Detect duplicate words with Regex

2

I'm trying to find all the duplicate elements in a sentence.

To do this, I am testing with the following code, but I only detect the first duplicate word and I would like to replace all of them, regardless of whether they are uppercase or lowercase.

This is my code:

public static void main(String[] args) {

String regex = "\b(\w+)\s+\1\b+";
Pattern p = Pattern.compile(regex,Pattern.CASE_INSENSITIVE /* Insert the correct Pattern flag here.*/);
Scanner in = new Scanner(System.in);
String input = in.nextLine();
Matcher m = p.matcher(input);
while (m.find()) {
        input = input.replaceAll(m.group(), m.group(1));
    }

    // Prints the modified sentence.
    System.out.println(input);
}

For example, in the sentence:

Hola hola hOla

You should print only:

Hola

Currently I print:

Hola hOla
    
asked by pitiklan 04.01.2017 в 11:38
source

2 answers

3

Try this:

String regex = "\b(\w+)\b(\s+\1)+\b";

Explanation:

  

The \b indicate the limit of the word, without them for example a    "Hola OLA" would match Hola since removing the H the pattern   would be correct "ola OLA" , but we want you to look at the words    complete .

     

The \w tells us character ( [a-zA-Z0-9_] ) and the + that can have several characters of   length.
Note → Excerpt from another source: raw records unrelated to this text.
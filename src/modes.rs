//! Catalog of supported sensor modes and best-fit negotiation.

use log::{debug, warn};

use crate::error::{Result, SensorError};
use crate::framing::HDR_EXPOSURE_RATIO;
use crate::sequencer::RegisterList;
use crate::tables;
use crate::traits::{FourCC, Fraction};

/// Left edge of the active pixel array.
pub const PIXEL_ARRAY_LEFT: u32 = 16;
/// Top edge of the active pixel array.
pub const PIXEL_ARRAY_TOP: u32 = 24;
/// Active pixel array width.
pub const PIXEL_ARRAY_WIDTH: u32 = 4608;
/// Active pixel array height.
pub const PIXEL_ARRAY_HEIGHT: u32 = 2592;

/// HDR readout variant of a mode.
///
/// Discriminants are the board-description codes.
#[derive(Debug, Clone, Copy, PartialEq, Eq, Default)]
pub enum HdrMode {
    /// Single exposure.
    #[default]
    Off = 0,
    /// Two exposures.
    X2 = 5,
    /// Three exposures with a fixed ratio.
    X3 = 6,
}

impl HdrMode {
    /// Look up a board-description code.
    pub const fn from_code(code: u32) -> Option<Self> {
        match code {
            0 => Some(Self::Off),
            5 => Some(Self::X2),
            6 => Some(Self::X3),
            _ => None,
        }
    }

    /// Exposure ratio the sensor applies between successive exposures.
    pub const fn exposure_ratio(self) -> u32 {
        match self {
            Self::Off => 1,
            Self::X2 | Self::X3 => HDR_EXPOSURE_RATIO as u32,
        }
    }
}

/// A rectangle on the pixel array.
#[derive(Debug, Clone, Copy, PartialEq, Eq)]
pub struct Rect {
    /// Left edge.
    pub left: u32,
    /// Top edge.
    pub top: u32,
    /// Width.
    pub width: u32,
    /// Height.
    pub height: u32,
}

/// A supported operating mode.
#[derive(Debug, Clone, Copy, PartialEq, Eq)]
pub struct ModeDescriptor {
    /// Output pixel format.
    pub code: FourCC,
    /// Output width.
    pub width: u32,
    /// Output height.
    pub height: u32,
    /// Shortest frame interval.
    pub max_fps: Fraction,
    /// Line length including horizontal blanking, in pixels.
    pub line_length_pix: u32,
    /// Analog crop rectangle.
    pub crop: Rect,
    /// Smallest vertical blanking.
    pub vblank_min: u32,
    /// Vertical blanking applied on mode change.
    pub vblank_default: u32,
    /// Registers that configure the mode.
    pub reg_list: RegisterList<'static>,
    /// Pixel rate.
    pub pixel_rate: u64,
    /// Smallest exposure, in lines.
    pub exposure_lines_min: u32,
    /// Exposure granularity, in lines.
    pub exposure_lines_step: u32,
    /// HDR variant.
    pub hdr: HdrMode,
}

const FULL_ARRAY: Rect = Rect {
    left: PIXEL_ARRAY_LEFT,
    top: PIXEL_ARRAY_TOP,
    width: PIXEL_ARRAY_WIDTH,
    height: PIXEL_ARRAY_HEIGHT,
};

const HDR_RATIO_SQ: u32 = (HDR_EXPOSURE_RATIO as u32) * (HDR_EXPOSURE_RATIO as u32);

/// Supported modes. Order is negotiation priority.
pub static CATALOG: [ModeDescriptor; 4] = [
    // Full resolution.
    ModeDescriptor {
        code: FourCC::SRGGB10,
        width: 4608,
        height: 2592,
        max_fps: Fraction {
            numerator: 10000,
            denominator: 140_000,
        },
        line_length_pix: 0x3d20,
        crop: FULL_ARRAY,
        vblank_min: 58,
        vblank_default: 58,
        reg_list: RegisterList::new("mode 4608x2592", tables::MODE_4608X2592_REGS),
        pixel_rate: 595_200_000,
        exposure_lines_min: 8,
        exposure_lines_step: 1,
        hdr: HdrMode::Off,
    },
    // 2x2 binned.
    ModeDescriptor {
        code: FourCC::SRGGB10,
        width: 1920,
        height: 1080,
        max_fps: Fraction {
            numerator: 10000,
            denominator: 660_000,
        },
        line_length_pix: 0x1e90,
        crop: FULL_ARRAY,
        vblank_min: 40,
        vblank_default: 1198,
        reg_list: RegisterList::new("mode 1920x1080", tables::MODE_2X2_BINNED_REGS),
        pixel_rate: 585_600_000,
        exposure_lines_min: 4,
        exposure_lines_step: 2,
        hdr: HdrMode::Off,
    },
    // The only HDR mode, 2x2 downscaled.
    ModeDescriptor {
        code: FourCC::SRGGB10,
        width: 1920,
        height: 1080,
        max_fps: Fraction {
            numerator: 10000,
            denominator: 310_000,
        },
        line_length_pix: 0x1460,
        crop: FULL_ARRAY,
        vblank_min: 3673,
        vblank_default: 3673,
        reg_list: RegisterList::new("mode 1920x1080 hdr", tables::MODE_HDR_REGS),
        pixel_rate: 777_600_000,
        exposure_lines_min: 8 * HDR_RATIO_SQ,
        exposure_lines_step: 2 * HDR_RATIO_SQ,
        hdr: HdrMode::X3,
    },
    // 2x2 binned and cropped for 720p.
    ModeDescriptor {
        code: FourCC::SRGGB10,
        width: 1536,
        height: 864,
        max_fps: Fraction {
            numerator: 10000,
            denominator: 1_200_000,
        },
        line_length_pix: 0x1460,
        crop: Rect {
            left: PIXEL_ARRAY_LEFT + 768,
            top: PIXEL_ARRAY_TOP + 432,
            width: 3072,
            height: 1728,
        },
        vblank_min: 40,
        vblank_default: 2755,
        reg_list: RegisterList::new("mode 1536x864", tables::MODE_2X2_BINNED_720P_REGS),
        pixel_rate: 566_400_000,
        exposure_lines_min: 4,
        exposure_lines_step: 2,
        hdr: HdrMode::Off,
    },
];

/// Resolution distance used for best-fit selection.
const fn resolution_distance(mode: &ModeDescriptor, width: u32, height: u32) -> u32 {
    mode.width.abs_diff(width) + mode.height.abs_diff(height)
}

/// Pick the closest mode for a format request.
///
/// Among modes with the requested code, the one minimizing
/// `|Δwidth| + |Δheight|` wins; ties go to the earlier catalog entry.
pub fn find_best_fit(code: FourCC, width: u32, height: u32) -> Result<&'static ModeDescriptor> {
    let mut best: Option<(usize, &'static ModeDescriptor, u32)> = None;
    for (index, mode) in CATALOG.iter().enumerate() {
        if mode.code != code {
            continue;
        }
        let dist = resolution_distance(mode, width, height);
        if best.map_or(true, |(_, _, best_dist)| dist < best_dist) {
            best = Some((index, mode, dist));
        }
    }

    let (index, mode, _) = best.ok_or(SensorError::UnsupportedFormat(code))?;
    debug!("best fit for {code} {width}x{height}: mode {index} ({}x{})", mode.width, mode.height);
    Ok(mode)
}

/// Find the mode with exactly this resolution and HDR variant.
pub fn find_hdr_variant(width: u32, height: u32, hdr: HdrMode) -> Result<&'static ModeDescriptor> {
    CATALOG
        .iter()
        .find(|mode| mode.width == width && mode.height == height && mode.hdr == hdr)
        .ok_or(SensorError::NoHdrVariant { width, height, hdr })
}

/// Mode selected at attach time from the board's HDR preference.
pub fn initial_mode(hdr: Option<HdrMode>) -> &'static ModeDescriptor {
    let [first, ..] = &CATALOG;
    let Some(hdr) = hdr else {
        warn!("no hdr mode configured, using {}x{}", first.width, first.height);
        return first;
    };
    CATALOG.iter().find(|mode| mode.hdr == hdr).unwrap_or_else(|| {
        warn!("no {hdr:?} mode in catalog, using {}x{}", first.width, first.height);
        first
    })
}

/// Catalog entry by enumeration index.
pub fn mode_at(index: u32) -> Result<&'static ModeDescriptor> {
    usize::try_from(index)
        .ok()
        .and_then(|i| CATALOG.get(i))
        .ok_or(SensorError::InvalidIndex(index))
}

#[cfg(test)]
mod tests {
    use super::*;

    #[test]
    fn test_best_fit_exact_prefers_non_hdr() {
        let mode = find_best_fit(FourCC::SRGGB10, 1920, 1080).expect("mode should match");
        assert_eq!((mode.width, mode.height), (1920, 1080));
        assert_eq!(mode.hdr, HdrMode::Off);
    }

    #[test]
    fn test_best_fit_nearest() {
        let mode = find_best_fit(FourCC::SRGGB10, 1280, 720).expect("mode should match");
        assert_eq!((mode.width, mode.height), (1536, 864));

        let mode = find_best_fit(FourCC::SRGGB10, 4000, 3000).expect("mode should match");
        assert_eq!((mode.width, mode.height), (4608, 2592));
    }

    #[test]
    fn test_best_fit_minimizes_distance() {
        for (width, height) in [(0, 0), (640, 480), (1700, 1000), (3264, 2448), (9000, 9000)] {
            let mode = find_best_fit(FourCC::SRGGB10, width, height).expect("mode should match");
            let best = resolution_distance(mode, width, height);
            let first_best = CATALOG
                .iter()
                .position(|m| resolution_distance(m, width, height) == best)
                .expect("some mode has the best distance");
            assert!(CATALOG.iter().all(|m| resolution_distance(m, width, height) >= best));
            assert!(std::ptr::eq(mode, &CATALOG[first_best]));
        }
    }

    #[test]
    fn test_best_fit_unknown_code() {
        let err = find_best_fit(FourCC::new(b"YUYV"), 1920, 1080).expect_err("should fail");
        assert!(matches!(err, SensorError::UnsupportedFormat(code) if code == FourCC::new(b"YUYV")));
    }

    #[test]
    fn test_find_hdr_variant() {
        let mode = find_hdr_variant(1920, 1080, HdrMode::X3).expect("hdr mode exists");
        assert_eq!(mode.hdr, HdrMode::X3);
        assert_eq!(mode.exposure_lines_min, 128);

        let err = find_hdr_variant(4608, 2592, HdrMode::X3).expect_err("no hdr at full res");
        assert!(matches!(err, SensorError::NoHdrVariant { width: 4608, .. }));
    }

    #[test]
    fn test_initial_mode() {
        assert_eq!(initial_mode(Some(HdrMode::Off)).width, 4608);
        assert_eq!(initial_mode(Some(HdrMode::X3)).hdr, HdrMode::X3);
        assert_eq!(initial_mode(Some(HdrMode::X2)).width, 4608);
        assert_eq!(initial_mode(None).width, 4608);
    }

    #[test]
    fn test_catalog_uniqueness() {
        for (i, a) in CATALOG.iter().enumerate() {
            for b in CATALOG.iter().skip(i + 1) {
                let same_size = a.width == b.width && a.height == b.height && a.code == b.code;
                assert!(!(same_size && a.hdr == b.hdr));
            }
        }
    }

    #[test]
    fn test_hdr_code() {
        assert_eq!(HdrMode::from_code(6), Some(HdrMode::X3));
        assert_eq!(HdrMode::from_code(3), None);
        assert_eq!(HdrMode::X3.exposure_ratio(), 4);
        assert_eq!(HdrMode::Off.exposure_ratio(), 1);
    }

    #[test]
    fn test_mode_at() {
        assert_eq!(mode_at(3).expect("index 3 exists").width, 1536);
        assert!(matches!(mode_at(4), Err(SensorError::InvalidIndex(4))));
    }
}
Therefore, \w+ indicates that it is a word.

     

The \s+ indicates that it can contain one or more spaces.

     

The saves our first block of expression (whatever it contains)    \w+ ), therefore it must be the same.

     

The% co_of final% means that the expression can be repeated several times    + .

     

So in the end we get an expression formed by   Word1 + (Space + Word), being able to repeat itself (Space + Word1) n times.

    
answered by 04.01.2017 / 13:02
source
2

Assuming you are looking for consecutive duplicates, separated by spaces, there are 2 points to correct about the code you are trying:

  • In the pattern used, you are only looking for 1 consecutive word with \s+\b+ , since the last + only repeats \b (and is unnecessary). Instead, you should repeat all this subpattern, grouping with (?:\s+)+\b .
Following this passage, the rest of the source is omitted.